IBI
Iglesia Bíblica de la Gracia
Miguel Núñez • 26 mayo, 2022
La Biblia no es simplemente un libro antiguo que contiene historias inspiradoras o principios útiles para la vida: es la comunicación directa de Dios a su pueblo, y esa distinción determina completamente cómo debemos acercarnos a ella. Si alguien que amamos profundamente nos enviara una carta después de años de silencio, no la dejaríamos en la mesa de noche para leerla "mañana". La trataríamos como lo que es: palabras preciosas de alguien que nos importa. El pastor Miguel Núñez plantea que este es precisamente el problema con nuestra relación con las Escrituras: decimos que es Palabra de Dios, pero la tratamos como palabra de hombres — tomando lo que nos conviene, descartando lo que incomoda, relativizando lo que nos confronta.
La iglesia de Tesalónica floreció precisamente porque recibió el mensaje apostólico no como opinión humana sino como lo que realmente era: Palabra de Dios que obra en quienes creen. Esta realidad tiene implicaciones profundas para la interpretación bíblica. La Escritura fue inspirada verbalmente — palabra por palabra, no solo en sus ideas generales — de manera plenaria, infalible e inerrante. Esto significa que Dios cuidó cada detalle, incluso las tildes, como Cristo mismo afirmó. Por tanto, interpretar correctamente requiere métodos que honren esa naturaleza: considerar el género literario, el contexto histórico-cultural, el significado original de las palabras, y lo que el pasaje dice antes y después. Solo entonces podemos aplicarla fielmente a nuestra vida, recordando que la Biblia es el único libro que nos lee a nosotros.
Según la clase, ¿qué diferencia marcó en la iglesia de Tesalónica el haber recibido el mensaje apostólico como Palabra de Dios y no como palabra de hombres?
¿Qué significa que la inspiración bíblica sea "verbal" y "plenaria", y por qué estas características importan al momento de interpretar un pasaje?
El pastor Núñez menciona que frecuentemente decimos que la Biblia es Palabra de Dios pero la tratamos como palabra de hombres — descartando lo que no nos conviene o relativizando según nuestra situación. ¿En qué área específica de tu vida has notado esta tendencia en ti mismo?

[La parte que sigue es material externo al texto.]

//! Listing and aborting abandoned multipart sessions

use crate::s3::client::ListUploadsQuery;
use crate::s3::error::{Result, S3Error};
use crate::s3::types::MultipartUpload;
use crate::s3::S3Client;
use chrono::{DateTime, Utc};

/// Per-session outcome of [`abort_stale_uploads`]
#[derive(Debug, Default)]
pub struct GcReport {
    pub aborted: Vec<MultipartUpload>,
    pub failed: Vec<(MultipartUpload, S3Error)>,
    /// Sessions whose initiation time could not be read, left alone
    pub skipped: Vec<MultipartUpload>,
}

/// Every in-progress multipart upload in `bucket`, following pagination.
pub async fn list_stale_uploads(
    client: &S3Client,
    bucket: &str,
    prefix: Option<&str>,
) -> Result<Vec<MultipartUpload>> {
    let mut query = ListUploadsQuery {
        prefix: prefix.map(str::to_string),
        ..ListUploadsQuery::default()
    };
    let mut uploads = Vec::new();

    loop {
        let page = client.list_multipart_uploads(bucket, &query).await?;
        tracing::debug!(
            bucket,
            count = page.uploads.len(),
            truncated = page.is_truncated,
            "list_uploads_page"
        );
        uploads.extend(page.uploads);

        if !page.is_truncated {
            break;
        }

        let next_key = page.next_key_marker;
        let next_upload = page.next_upload_id_marker;
        if next_key.is_none() && next_upload.is_none() {
            return Err(S3Error::decode(
                "truncated ListMultipartUploads page carries no next markers",
            ));
        }
        if next_key == query.key_marker && next_upload == query.upload_id_marker {
            return Err(S3Error::decode(format!(
                "ListMultipartUploads pagination did not advance past {:?}/{:?}",
                next_key, next_upload
            )));
        }
        query.key_marker = next_key;
        query.upload_id_marker = next_upload;
    }

    Ok(uploads)
}

/// Abort one session
pub async fn abort_upload(client: &S3Client, bucket: &str, key: &str, upload_id: &str) -> Result<()> {
    client.abort_multipart_upload(bucket, key, upload_id).await?;
    tracing::info!(bucket, key, upload_id, "upload_aborted");
    Ok(())
}

/// Abort every session initiated before `older_than` (all sessions when
/// `None`). A failed abort is recorded and the sweep moves on.
pub async fn abort_stale_uploads(
    client: &S3Client,
    bucket: &str,
    older_than: Option<DateTime<Utc>>,
) -> Result<GcReport> {
    let uploads = list_stale_uploads(client, bucket, None).await?;
    let mut report = GcReport::default();

    for upload in uploads {
        if let Some(cutoff) = older_than {
            match initiated_at(&upload) {
                Some(initiated) if initiated < cutoff => {}
                Some(_) => continue,
                None => {
                    tracing::warn!(
                        bucket,
                        key = %upload.key,
                        upload_id = %upload.upload_id,
                        initiated = ?upload.initiated,
                        "upload_initiated_unreadable"
                    );
                    report.skipped.push(upload);
                    continue;
                }
            }
        }

        match abort_upload(client, bucket, &upload.key, &upload.upload_id).await {
            Ok(()) => report.aborted.push(upload),
            Err(e) => {
                tracing::warn!(
                    bucket,
                    key = %upload.key,
                    upload_id = %upload.upload_id,
                    error = %e,
                    "gc_abort_failed"
                );
                report.failed.push((upload, e));
            }
        }
    }

    tracing::info!(
        bucket,
        aborted = report.aborted.len(),
        failed = report.failed.len(),
        skipped = report.skipped.len(),
        "gc_finished"
    );
    Ok(report)
}

fn initiated_at(upload: &MultipartUpload) -> Option<DateTime<Utc>> {
    let raw = upload.initiated.as_deref()?;
    DateTime::parse_from_rfc3339(raw.trim())
        .ok()
        .map(|t| t.with_timezone(&Utc))
}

La clase ilustra que nuestro consumo de la Palabra determina nuestro desarrollo espiritual. Si examinas honestamente las últimas semanas, ¿cómo describirías tu manera de acercarte a la Biblia: como quien lee una carta esperada de alguien amado, o como quien cumple una obligación pendiente?
¿Cómo podría cambiar la dinámica de un grupo pequeño o una conversación entre creyentes si dejáramos de preguntar "¿qué significa este texto para ti?" y comenzáramos a preguntar "¿qué quiso Dios comunicar aquí?"?